[Start of Attachment]

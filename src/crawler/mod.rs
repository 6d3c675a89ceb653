//! Crawler module for web page fetching and traversal
//!
//! This module contains the core crawling logic, including:
//! - The download-or-cache page store
//! - HTML link extraction
//! - The once-only visited set
//! - The recursive, concurrency-bounded crawl itself

mod coordinator;
mod fetcher;
mod parser;
mod visited;

pub use coordinator::Crawler;
pub use fetcher::{build_http_client, download_and_save, fetch_or_cache};
pub use parser::extract_links;
pub use visited::VisitedSet;

use crate::config::{validate, Config};
use crate::CrawlError;
use std::sync::Arc;
use tokio_util::sync::CancellationToken;

/// Runs a complete crawl described by `config`.
///
/// This is the entry point used by the binary: it validates the
/// configuration, builds the HTTP client, and runs the crawl to completion
/// or cancellation, returning the visited-URL list.
///
/// # Arguments
///
/// * `config` - The resolved crawler configuration
/// * `cancel` - Token observed cooperatively; cancelling it stops new
///   fetches and aborts in-flight ones
pub async fn crawl(config: &Config, cancel: CancellationToken) -> Result<Vec<String>, CrawlError> {
    validate(config)?;

    let client = build_http_client(&config.http)?;

    let crawler = Arc::new(Crawler::new(
        client,
        config.storage.destination_dir.as_str(),
        config.crawler.max_concurrent_fetches as usize,
        cancel,
    )?);

    Ok(crawler
        .start(&config.crawler.start_url, config.crawler.max_depth)
        .await)
}
use url::Url;

/// Normalizes a candidate href into a crawl target, or rejects it.
///
/// Rejected outright: empty hrefs, `mailto:` links, and same-page fragments.
/// Relative references are resolved against `base`; absolute links survive
/// only when their host matches the base host, since cross-host crawling is
/// out of scope. The query string is cleared, so distinct queries on one
/// path collapse into the same target, and trailing slashes are stripped
/// from the final string form.
///
/// Hrefs that fail to parse are dropped with a diagnostic.
pub fn normalize_link(base: &Url, href: &str) -> Option<String> {
    let href = href.trim();

    if href.is_empty() || href.starts_with("mailto:") || href.starts_with('#') {
        return None;
    }

    let mut resolved = match base.join(href) {
        Ok(url) => url,
        Err(err) => {
            tracing::debug!("invalid URL {:?}: {}", href, err);
            return None;
        }
    };

    if resolved.host_str() != base.host_str() {
        return None;
    }

    resolved.set_query(None);

    Some(strip_trailing_slash(resolved.as_str()).to_string())
}

/// Strips every trailing `/` from a URL string form.
///
/// Applied to extracted links and to the page's own URL alike, so the
/// self-link comparison in the extractor always sees identical forms.
pub fn strip_trailing_slash(url: &str) -> &str {
    url.trim_end_matches('/')
}
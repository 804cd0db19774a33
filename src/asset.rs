//! Layer assets and their transient display references.
//!
//! A [`DisplayHandle`] is the local preview reference of an accepted file
//! (the `blob:` URL a renderer resolves before any upload). Handles are not
//! `Clone`: each one is owned by exactly one asset, and dropping it revokes
//! the reference in its [`HandleRegistry`].

use std::collections::HashSet;
use std::sync::{Arc, Mutex, MutexGuard};

use uuid::Uuid;

use crate::normalize::NormalizedScene;
use crate::validation::{CandidateFile, LayerSlot};

const DISPLAY_URL_PREFIX: &str = "blob:artifact/";

/// Tracks which display references are currently resolvable.
#[derive(Debug, Default)]
pub struct HandleRegistry {
    live: Mutex<HashSet<String>>,
}

impl HandleRegistry {
    pub fn new() -> Self {
        Self::default()
    }

    fn live(&self) -> MutexGuard<'_, HashSet<String>> {
        self.live.lock().unwrap_or_else(|poisoned| poisoned.into_inner())
    }

    /// Issue a new, unique display handle.
    pub fn issue(self: &Arc<Self>) -> DisplayHandle {
        let url = format!("{}{}", DISPLAY_URL_PREFIX, Uuid::new_v4());
        self.live().insert(url.clone());
        DisplayHandle {
            url,
            registry: Arc::clone(self),
        }
    }

    pub fn is_live(&self, url: &str) -> bool {
        self.live().contains(url)
    }

    pub fn live_count(&self) -> usize {
        self.live().len()
    }

    fn revoke(&self, url: &str) {
        if self.live().remove(url) {
            log::debug!("event=display_revoked display={}", url);
        }
    }
}

/// Owned, revocable preview reference.
#[derive(Debug)]
pub struct DisplayHandle {
    url: String,
    registry: Arc<HandleRegistry>,
}

impl DisplayHandle {
    pub fn url(&self) -> &str {
        &self.url
    }
}

impl Drop for DisplayHandle {
    fn drop(&mut self) {
        self.registry.revoke(&self.url);
    }
}

/// A file that passed validation for a slot. Immutable.
#[derive(Debug)]
pub struct ValidatedAsset {
    slot: LayerSlot,
    file: CandidateFile,
    digest: String,
    display: DisplayHandle,
}

impl ValidatedAsset {
    pub(crate) fn new(slot: LayerSlot, file: CandidateFile, digest: String, display: DisplayHandle) -> Self {
        Self { slot, file, digest, display }
    }

    pub fn slot(&self) -> LayerSlot {
        self.slot
    }

    pub fn file_name(&self) -> &str {
        &self.file.name
    }

    pub fn media_type(&self) -> &str {
        &self.file.media_type
    }

    pub fn bytes(&self) -> &[u8] {
        &self.file.bytes
    }

    /// SHA-256 of the file contents, hex encoded.
    pub fn digest(&self) -> &str {
        &self.digest
    }

    pub fn display(&self) -> &DisplayHandle {
        &self.display
    }
}

/// The 2D trigger layer.
#[derive(Debug)]
pub struct Asset2D(pub(crate) ValidatedAsset);

impl Asset2D {
    /// Wrap a validated asset. Returns it back if it was validated for the other slot.
    pub fn new(asset: ValidatedAsset) -> Result<Self, ValidatedAsset> {
        match asset.slot {
            LayerSlot::TwoD => Ok(Self(asset)),
            LayerSlot::ThreeD => Err(asset),
        }
    }

    pub fn asset(&self) -> &ValidatedAsset {
        &self.0
    }
}

/// The 3D model layer, together with its normalized scene.
#[derive(Debug)]
pub struct Asset3D {
    pub(crate) asset: ValidatedAsset,
    pub(crate) scene: NormalizedScene,
}

impl Asset3D {
    /// Pair a validated model with its normalized scene.
    /// Returns the asset back if it was validated for the other slot.
    pub fn new(asset: ValidatedAsset, scene: NormalizedScene) -> Result<Self, ValidatedAsset> {
        match asset.slot {
            LayerSlot::ThreeD => Ok(Self { asset, scene }),
            LayerSlot::TwoD => Err(asset),
        }
    }

    pub fn asset(&self) -> &ValidatedAsset {
        &self.asset
    }

    pub fn scene(&self) -> &NormalizedScene {
        &self.scene
    }
}

#[cfg(test)]
mod tests {
    use super::*;

    #[test]
    fn test_handles_are_unique_and_revoked_on_drop() {
        let registry = Arc::new(HandleRegistry::new());
        let a = registry.issue();
        let b = registry.issue();
        assert_ne!(a.url(), b.url());
        assert_eq!(registry.live_count(), 2);

        let a_url = a.url().to_string();
        drop(a);
        assert!(!registry.is_live(&a_url));
        assert!(registry.is_live(b.url()));
        assert_eq!(registry.live_count(), 1);
    }

    #[test]
    fn test_asset2d_rejects_model_slot() {
        let registry = Arc::new(HandleRegistry::new());
        let asset = ValidatedAsset::new(
            LayerSlot::ThreeD,
            CandidateFile::new("m.glb", "", vec![]),
            String::new(),
            registry.issue(),
        );
        let back = Asset2D::new(asset).unwrap_err();
        assert_eq!(back.file_name(), "m.glb");
    }
}
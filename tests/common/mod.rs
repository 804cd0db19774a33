//! Shared fixtures for the contract tests.

#![allow(dead_code)]

use artifact_core::CandidateFile;

/// glTF document with one triangle mesh under a translated node.
/// World bounds: min (9, -1, -1), max (11, 3, 1), centre (10, 1, 0).
pub const OFFSET_MODEL_JSON: &str = r#"{
    "asset": {"version": "2.0"},
    "scene": 0,
    "scenes": [{"nodes": [0]}],
    "nodes": [{"name": "root", "translation": [10.0, 0.0, 0.0], "children": [1]},
              {"name": "mesh", "mesh": 0}],
    "meshes": [{"primitives": [{"attributes": {"POSITION": 0}}]}],
    "accessors": [{"bufferView": 0, "componentType": 5126, "count": 3, "type": "VEC3",
                   "min": [-1.0, -1.0, -1.0], "max": [1.0, 3.0, 1.0]}],
    "bufferViews": [{"buffer": 0, "byteLength": 36}],
    "buffers": [{"byteLength": 36}]
}"#;

/// Pack a glTF JSON document and a zeroed 36-byte buffer into a GLB container.
pub fn glb(json: &str) -> Vec<u8> {
    let mut json_chunk = json.as_bytes().to_vec();
    while json_chunk.len() % 4 != 0 {
        json_chunk.push(b' ');
    }
    let bin_chunk = vec![0u8; 36];

    let total = 12 + 8 + json_chunk.len() + 8 + bin_chunk.len();
    let mut out = Vec::with_capacity(total);
    out.extend_from_slice(b"glTF");
    out.extend_from_slice(&2u32.to_le_bytes());
    out.extend_from_slice(&(total as u32).to_le_bytes());

    out.extend_from_slice(&(json_chunk.len() as u32).to_le_bytes());
    out.extend_from_slice(&0x4E4F_534Au32.to_le_bytes());
    out.extend_from_slice(&json_chunk);

    out.extend_from_slice(&(bin_chunk.len() as u32).to_le_bytes());
    out.extend_from_slice(&0x004E_4942u32.to_le_bytes());
    out.extend_from_slice(&bin_chunk);
    out
}

pub fn image_file(name: &str) -> CandidateFile {
    CandidateFile::new(name, "image/png", vec![0x89, b'P', b'N', b'G'])
}

pub fn model_file(name: &str) -> CandidateFile {
    CandidateFile::new(name, "model/gltf-binary", glb(OFFSET_MODEL_JSON))
}
//! Draft Store / Publish Gateway
//!
//! The backend contract a composite is persisted through:
//! - `POST /save-draft` multipart `image`, `model`, `position`, `rotation`, `scale`
//! - `POST /publish` multipart `image`, `model`, answers `{"jsonUrl": ...}`
//! - `GET /drafts` answers `[{"id", "imageUrl", "modelUrl", ...}]`
//!
//! [`HttpBackend`] speaks that protocol over HTTP. [`MemoryBackend`] keeps
//! everything in process.

use std::collections::HashMap;
use std::fmt;
use std::sync::atomic::{AtomicBool, AtomicUsize, Ordering};
use std::sync::{Mutex, MutexGuard};
use std::time::Duration;

use reqwest::multipart::{Form, Part};
use serde::{Deserialize, Deserializer, Serialize};
use thiserror::Error;
use url::Url;
use uuid::Uuid;

use crate::composite::{FilePart, TransferForm};
use crate::config::{ConfigError, EditorConfig};
use crate::transform::Transform;

pub const SAVE_DRAFT_ENDPOINT: &str = "/save-draft";
pub const PUBLISH_ENDPOINT: &str = "/publish";
pub const DRAFTS_ENDPOINT: &str = "/drafts";

#[derive(Debug, Error)]
pub enum TransportError {
    #[error("Request failed: {0}")]
    Request(#[from] reqwest::Error),

    #[error("Backend returned status {status} for {endpoint}")]
    Status { endpoint: String, status: u16 },

    #[error("Invalid response from {endpoint}: {message}")]
    Decode { endpoint: String, message: String },

    #[error("Invalid form field: {0}")]
    Encode(#[from] serde_json::Error),

    #[error("Cannot resolve `{reference}` against the backend URL: {source}")]
    InvalidUrl {
        reference: String,
        #[source]
        source: url::ParseError,
    },

    #[error(transparent)]
    Config(#[from] ConfigError),
}

pub type TransportResult<T> = Result<T, TransportError>;

/// Server-assigned draft identifier. Backends send it as a string or a number.
#[derive(Debug, Clone, PartialEq, Eq, Hash, Serialize)]
#[serde(transparent)]
pub struct DraftId(pub String);

impl fmt::Display for DraftId {
    fn fmt(&self, f: &mut fmt::Formatter<'_>) -> fmt::Result {
        f.write_str(&self.0)
    }
}

impl<'de> Deserialize<'de> for DraftId {
    fn deserialize<D: Deserializer<'de>>(deserializer: D) -> Result<Self, D::Error> {
        #[derive(Deserialize)]
        #[serde(untagged)]
        enum RawId {
            Text(String),
            Number(serde_json::Number),
        }

        Ok(match RawId::deserialize(deserializer)? {
            RawId::Text(text) => DraftId(text),
            RawId::Number(number) => DraftId(number.to_string()),
        })
    }
}

/// A persisted composite as the backend lists it. Read-only.
#[derive(Debug, Clone, PartialEq, Serialize, Deserialize)]
#[serde(rename_all = "camelCase")]
pub struct Draft {
    #[serde(alias = "_id")]
    pub id: DraftId,
    pub image_url: String,
    pub model_url: String,
    #[serde(default = "zero3", deserialize_with = "vector_field")]
    pub position: [f64; 3],
    #[serde(default = "zero3", deserialize_with = "vector_field")]
    pub rotation: [f64; 3],
    #[serde(default = "one3", deserialize_with = "vector_field")]
    pub scale: [f64; 3],
}

fn zero3() -> [f64; 3] { [0.0; 3] }
fn one3() -> [f64; 3] { [1.0; 3] }

/// Vectors arrive either as arrays or as the JSON-encoded strings they were uploaded as.
fn vector_field<'de, D: Deserializer<'de>>(deserializer: D) -> Result<[f64; 3], D::Error> {
    #[derive(Deserialize)]
    #[serde(untagged)]
    enum VectorField {
        Array([f64; 3]),
        Encoded(String),
    }

    match VectorField::deserialize(deserializer)? {
        VectorField::Array(v) => Ok(v),
        VectorField::Encoded(text) => serde_json::from_str(&text).map_err(serde::de::Error::custom),
    }
}

impl Draft {
    pub fn transform(&self) -> Transform {
        Transform {
            position: self.position,
            rotation: self.rotation,
            scale: self.scale,
        }
    }
}

/// Public reference of a published artifact.
#[derive(Debug, Clone, PartialEq, Eq, Serialize, Deserialize)]
#[serde(rename_all = "camelCase")]
pub struct PublishReceipt {
    pub json_url: String,
}

impl PublishReceipt {
    fn checked(self, endpoint: &str) -> TransportResult<Self> {
        if self.json_url.trim().is_empty() {
            return Err(TransportError::Decode {
                endpoint: endpoint.to_string(),
                message: "empty jsonUrl".to_string(),
            });
        }
        Ok(self)
    }
}

/// Backend contract for drafts and publishing.
#[async_trait::async_trait]
pub trait ArtifactBackend: Send + Sync {
    /// Persist a draft. Only an acknowledgement comes back.
    async fn save_draft(&self, form: &TransferForm) -> TransportResult<()>;

    /// Snapshot of all saved drafts, in backend order.
    async fn list_drafts(&self) -> TransportResult<Vec<Draft>>;

    /// Publish the layers. The transform is not part of a publish request.
    async fn publish(&self, form: &TransferForm) -> TransportResult<PublishReceipt>;

    /// Download an asset referenced by a draft.
    async fn fetch_asset(&self, url: &str) -> TransportResult<Vec<u8>>;
}

// --- HTTP ---

pub struct HttpBackend {
    client: reqwest::Client,
    base_url: Url,
}

impl HttpBackend {
    pub fn new(config: &EditorConfig) -> TransportResult<Self> {
        Self::with_builder(config, reqwest::Client::builder())
    }

    /// Build on a caller-prepared client builder (proxies, TLS roots). The
    /// configured request timeout is applied on top.
    pub fn with_builder(config: &EditorConfig, builder: reqwest::ClientBuilder) -> TransportResult<Self> {
        let base_url = config.base_url()?;
        let client = builder.timeout(config.request_timeout()).build()?;
        Ok(Self { client, base_url })
    }

    pub fn base_url(&self) -> &Url {
        &self.base_url
    }

    /// Endpoint beneath the base path, e.g. `/drafts` under `https://host/api/`.
    pub fn endpoint_url(&self, endpoint: &str) -> TransportResult<Url> {
        self.resolve(endpoint.trim_start_matches('/'))
    }

    /// Resolve a reference the backend handed out (`imageUrl`, `modelUrl`).
    ///
    /// Absolute, protocol-relative and server-relative references follow
    /// the usual URL resolution rules against the base URL.
    pub fn resolve(&self, reference: &str) -> TransportResult<Url> {
        self.base_url.join(reference).map_err(|source| TransportError::InvalidUrl {
            reference: reference.to_string(),
            source,
        })
    }

    fn layer_form(form: &TransferForm) -> TransportResult<Form> {
        Ok(Form::new()
            .part("image", file_part(&form.image)?)
            .part("model", file_part(&form.model)?))
    }

    async fn send(&self, endpoint: &str, request: reqwest::RequestBuilder) -> TransportResult<reqwest::Response> {
        let response = request.send().await?;
        let status = response.status();
        if !status.is_success() {
            log::warn!("event=backend_error endpoint={} status={}", endpoint, status.as_u16());
            return Err(TransportError::Status {
                endpoint: endpoint.to_string(),
                status: status.as_u16(),
            });
        }
        Ok(response)
    }
}

fn file_part(file: &FilePart) -> TransportResult<Part> {
    let part = Part::bytes(file.bytes.clone()).file_name(file.file_name.clone());
    if file.media_type.is_empty() {
        Ok(part)
    } else {
        Ok(part.mime_str(&file.media_type)?)
    }
}

fn decode<T: serde::de::DeserializeOwned>(endpoint: &str, body: &[u8]) -> TransportResult<T> {
    serde_json::from_slice(body).map_err(|e| TransportError::Decode {
        endpoint: endpoint.to_string(),
        message: e.to_string(),
    })
}

#[async_trait::async_trait]
impl ArtifactBackend for HttpBackend {
    async fn save_draft(&self, form: &TransferForm) -> TransportResult<()> {
        let mut body = Self::layer_form(form)?;
        for (name, value) in form.transform.form_fields()? {
            body = body.text(name, value);
        }

        let request = self.client.post(self.endpoint_url(SAVE_DRAFT_ENDPOINT)?).multipart(body);
        self.send(SAVE_DRAFT_ENDPOINT, request).await?;
        Ok(())
    }

    async fn list_drafts(&self) -> TransportResult<Vec<Draft>> {
        let request = self.client.get(self.endpoint_url(DRAFTS_ENDPOINT)?);
        let body = self.send(DRAFTS_ENDPOINT, request).await?.bytes().await?;
        decode(DRAFTS_ENDPOINT, &body)
    }

    async fn publish(&self, form: &TransferForm) -> TransportResult<PublishReceipt> {
        let request = self
            .client
            .post(self.endpoint_url(PUBLISH_ENDPOINT)?)
            .multipart(Self::layer_form(form)?);
        let body = self.send(PUBLISH_ENDPOINT, request).await?.bytes().await?;
        decode::<PublishReceipt>(PUBLISH_ENDPOINT, &body)?.checked(PUBLISH_ENDPOINT)
    }

    async fn fetch_asset(&self, url: &str) -> TransportResult<Vec<u8>> {
        let request = self.client.get(self.resolve(url)?);
        let body = self.send(url, request).await?.bytes().await?;
        Ok(body.to_vec())
    }
}

// --- In-process ---

#[derive(Debug, Clone, PartialEq)]
pub struct PublishedArtifact {
    pub json_url: String,
    pub image: FilePart,
    pub model: FilePart,
}

#[derive(Debug, Default)]
struct MemoryState {
    drafts: Vec<Draft>,
    published: Vec<PublishedArtifact>,
    assets: HashMap<String, Vec<u8>>,
}

/// Backend that lives in the editor process.
///
/// Writes become visible only once they complete; `with_latency` delays
/// every write so that ordering can be observed.
#[derive(Debug, Default)]
pub struct MemoryBackend {
    state: Mutex<MemoryState>,
    requests: AtomicUsize,
    offline: AtomicBool,
    latency: Option<Duration>,
}

impl MemoryBackend {
    pub fn new() -> Self {
        Self::default()
    }

    pub fn with_latency(latency: Duration) -> Self {
        Self {
            latency: Some(latency),
            ..Self::default()
        }
    }

    fn state(&self) -> MutexGuard<'_, MemoryState> {
        self.state.lock().unwrap_or_else(|poisoned| poisoned.into_inner())
    }

    /// Number of requests received so far, failed ones included.
    pub fn request_count(&self) -> usize {
        self.requests.load(Ordering::SeqCst)
    }

    /// While offline every request fails with status 503.
    pub fn set_offline(&self, offline: bool) {
        self.offline.store(offline, Ordering::SeqCst);
    }

    pub fn published(&self) -> Vec<PublishedArtifact> {
        self.state().published.clone()
    }

    async fn begin(&self, endpoint: &str, write: bool) -> TransportResult<()> {
        self.requests.fetch_add(1, Ordering::SeqCst);
        if write {
            if let Some(latency) = self.latency {
                tokio::time::sleep(latency).await;
            }
        }
        if self.offline.load(Ordering::SeqCst) {
            return Err(TransportError::Status {
                endpoint: endpoint.to_string(),
                status: 503,
            });
        }
        Ok(())
    }
}

#[async_trait::async_trait]
impl ArtifactBackend for MemoryBackend {
    async fn save_draft(&self, form: &TransferForm) -> TransportResult<()> {
        self.begin(SAVE_DRAFT_ENDPOINT, true).await?;

        let id = Uuid::new_v4().to_string();
        let image_url = format!("memory://drafts/{}/{}", id, form.image.file_name);
        let model_url = format!("memory://drafts/{}/{}", id, form.model.file_name);

        let mut state = self.state();
        state.assets.insert(image_url.clone(), form.image.bytes.clone());
        state.assets.insert(model_url.clone(), form.model.bytes.clone());
        state.drafts.push(Draft {
            id: DraftId(id),
            image_url,
            model_url,
            position: form.transform.position,
            rotation: form.transform.rotation,
            scale: form.transform.scale,
        });
        Ok(())
    }

    async fn list_drafts(&self) -> TransportResult<Vec<Draft>> {
        self.begin(DRAFTS_ENDPOINT, false).await?;
        Ok(self.state().drafts.clone())
    }

    async fn publish(&self, form: &TransferForm) -> TransportResult<PublishReceipt> {
        self.begin(PUBLISH_ENDPOINT, true).await?;

        let json_url = format!("memory://artifacts/{}.json", Uuid::new_v4());
        self.state().published.push(PublishedArtifact {
            json_url: json_url.clone(),
            image: form.image.clone(),
            model: form.model.clone(),
        });
        PublishReceipt { json_url }.checked(PUBLISH_ENDPOINT)
    }

    async fn fetch_asset(&self, url: &str) -> TransportResult<Vec<u8>> {
        self.begin(url, false).await?;
        self.state().assets.get(url).cloned().ok_or_else(|| TransportError::Status {
            endpoint: url.to_string(),
            status: 404,
        })
    }
}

[End of Attachment]

**Task goal**: Quote the records from their first line to the line with "use tokio_util::sync::CancellationToken;", inclusive, without adding or dropping anything.

**Result of the task**:
filename src/crawler/mod.rs
repository 6d3c675a89ceb653
//! Crawler module for web page fetching and traversal
//!
//! This module contains the core crawling logic, including:
//! - The download-or-cache page store
//! - HTML link extraction
//! - The once-only visited set
//! - The recursive, concurrency-bounded crawl itself

mod coordinator;
mod fetcher;
mod parser;
mod visited;

pub use coordinator::Crawler;
pub use fetcher::{build_http_client, download_and_save, fetch_or_cache};
pub use parser::extract_links;
pub use visited::VisitedSet;

use crate::config::{validate, Config};
use crate::CrawlError;
use std::sync::Arc;
use tokio_util::sync::CancellationToken;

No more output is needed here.